* _Assignment_:
Pick out each line of the records that includes the string "Submits", and copy it.

* _Provided data_:

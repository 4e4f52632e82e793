//! Execution engine for ordered schema command lists.
//!
//! The core crate produces ordered, prefix-rewritten commands; this crate
//! replays them against an abstract store client:
//!
//! - [`CommandExecutor`] — the collaborator seam a real client implements.
//! - [`execute`] — dry-run, transactional, or pipelined replay with
//!   aggregated [`ExecutionResult`]s.
//! - [`ScriptRegistry`] — name → script map built from extracted blocks,
//!   with SHA-256 body digests.
//! - [`RecordingExecutor`] — a scriptable in-memory executor for tests.
//!
//! [`ExecutionResult`]: redis_schema_core::ExecutionResult
//!
//! # Example
//!
//! ```
//! use redis_schema_core::{Command, LoadConfig};
//! use redis_schema_engine::{RecordingExecutor, execute};
//!
//! let commands = vec![
//!     Command::new(vec!["SET".into(), "a".into(), "1".into()]).unwrap(),
//!     Command::new(vec!["SET".into(), "b".into(), "2".into()]).unwrap(),
//! ];
//! let mut executor = RecordingExecutor::default();
//! let result = execute(&commands, &mut executor, &LoadConfig::default());
//!
//! assert!(result.succeeded);
//! assert_eq!(result.commands_executed, 2);
//! ```

mod engine;
mod error;
mod executor;
mod registry;
mod testing;

pub use engine::execute;
pub use error::{ExecError, Result};
pub use executor::{CommandExecutor, CommandOutcome};
pub use registry::{ScriptEntry, ScriptRegistry};
pub use testing::RecordingExecutor;
//! Replay of ordered command lists against a collaborator.
//!
//! Three modes, selected by [`LoadConfig`]: dry-run (nothing reaches the
//! executor), transactional (one atomic unit per file), and pipelined
//! (fixed-size batches with per-batch failure isolation). The transaction
//! and pipeline paths are kept structurally distinct because their failure
//! reporting differs: all-or-nothing aggregate versus per-batch progress.

use redis_schema_core::{Command, CommandFailure, ExecutionResult, LoadConfig};

use crate::executor::{CommandExecutor, CommandOutcome};

/// Executes an ordered command list and aggregates the outcome.
///
/// Commands are submitted strictly in order; batches never overlap. The
/// engine holds no state across calls, so per-file results can be combined
/// freely by the caller.
///
/// # Examples
///
/// ```
/// use redis_schema_core::{Command, LoadConfig};
/// use redis_schema_engine::execute;
/// use redis_schema_engine::RecordingExecutor;
///
/// let commands = vec![Command::new(vec!["SET".into(), "k".into(), "v".into()]).unwrap()];
/// let mut executor = RecordingExecutor::default();
///
/// let config = LoadConfig { dry_run: true, ..Default::default() };
/// let result = execute(&commands, &mut executor, &config);
/// assert!(result.succeeded);
/// assert_eq!(result.commands_executed, 0);
/// assert_eq!(result.commands_planned, 1);
/// assert!(executor.pipeline_calls().is_empty());
/// ```
pub fn execute(
    commands: &[Command],
    executor: &mut dyn CommandExecutor,
    config: &LoadConfig,
) -> ExecutionResult {
    if commands.is_empty() {
        return ExecutionResult::empty();
    }

    if config.dry_run {
        tracing::debug!(count = commands.len(), "dry run, no commands submitted");
        return ExecutionResult {
            succeeded: true,
            commands_executed: 0,
            commands_planned: commands.len(),
            error_count: 0,
            errors: Vec::new(),
        };
    }

    if config.use_transactions {
        execute_transactional(commands, executor)
    } else {
        execute_pipelined(commands, executor, config.batch_size.max(1))
    }
}

/// Submits the whole list as one atomic unit. Any reported failure fails
/// the unit: no partial effect is attributed, and every failed command is
/// listed. A transport-level abort counts all commands as failed together.
fn execute_transactional(
    commands: &[Command],
    executor: &mut dyn CommandExecutor,
) -> ExecutionResult {
    let planned = commands.len();
    match executor.run_transaction(commands) {
        Ok(outcomes) => {
            let errors = collect_failures(commands, &outcomes, 0);
            if errors.is_empty() {
                ExecutionResult {
                    succeeded: true,
                    commands_executed: planned,
                    commands_planned: planned,
                    error_count: 0,
                    errors,
                }
            } else {
                tracing::error!(
                    failed = errors.len(),
                    total = planned,
                    "transaction rejected, no commands applied"
                );
                ExecutionResult {
                    succeeded: false,
                    commands_executed: 0,
                    commands_planned: planned,
                    error_count: errors.len(),
                    errors,
                }
            }
        }
        Err(err) => {
            tracing::error!(error = %err, total = planned, "transaction aborted");
            let message = err.to_string();
            let errors: Vec<CommandFailure> = commands
                .iter()
                .enumerate()
                .map(|(index, cmd)| CommandFailure {
                    index,
                    command: cmd.display_line(),
                    error: message.clone(),
                })
                .collect();
            ExecutionResult {
                succeeded: false,
                commands_executed: 0,
                commands_planned: planned,
                error_count: errors.len(),
                errors,
            }
        }
    }
}

/// Submits fixed-size batches sequentially. A batch failure is recorded
/// and the next batch is still attempted: partial application in exchange
/// for progress under partial failure.
fn execute_pipelined(
    commands: &[Command],
    executor: &mut dyn CommandExecutor,
    batch_size: usize,
) -> ExecutionResult {
    let planned = commands.len();
    let mut executed = 0;
    let mut errors: Vec<CommandFailure> = Vec::new();

    for (batch_index, batch) in commands.chunks(batch_size).enumerate() {
        let base = batch_index * batch_size;
        match executor.run_pipeline(batch) {
            Ok(outcomes) => {
                executed += batch.len();
                errors.extend(collect_failures(batch, &outcomes, base));
            }
            Err(err) => {
                tracing::warn!(
                    batch = batch_index,
                    size = batch.len(),
                    error = %err,
                    "batch failed, continuing with next batch"
                );
                let message = err.to_string();
                errors.extend(batch.iter().enumerate().map(|(offset, cmd)| CommandFailure {
                    index: base + offset,
                    command: cmd.display_line(),
                    error: message.clone(),
                }));
            }
        }
    }

    ExecutionResult {
        succeeded: errors.is_empty(),
        commands_executed: executed,
        commands_planned: planned,
        error_count: errors.len(),
        errors,
    }
}

fn collect_failures(
    commands: &[Command],
    outcomes: &[CommandOutcome],
    base: usize,
) -> Vec<CommandFailure> {
    commands
        .iter()
        .zip(outcomes)
        .enumerate()
        .filter_map(|(offset, (cmd, outcome))| match outcome {
            CommandOutcome::Ok => None,
            CommandOutcome::Error(message) => Some(CommandFailure {
                index: base + offset,
                command: cmd.display_line(),
                error: message.clone(),
            }),
        })
        .collect()
}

* _Exercise response_:
/// Submits the whole list as one atomic unit. Any reported failure fails
/// Submits fixed-size batches sequentially. A batch failure is recorded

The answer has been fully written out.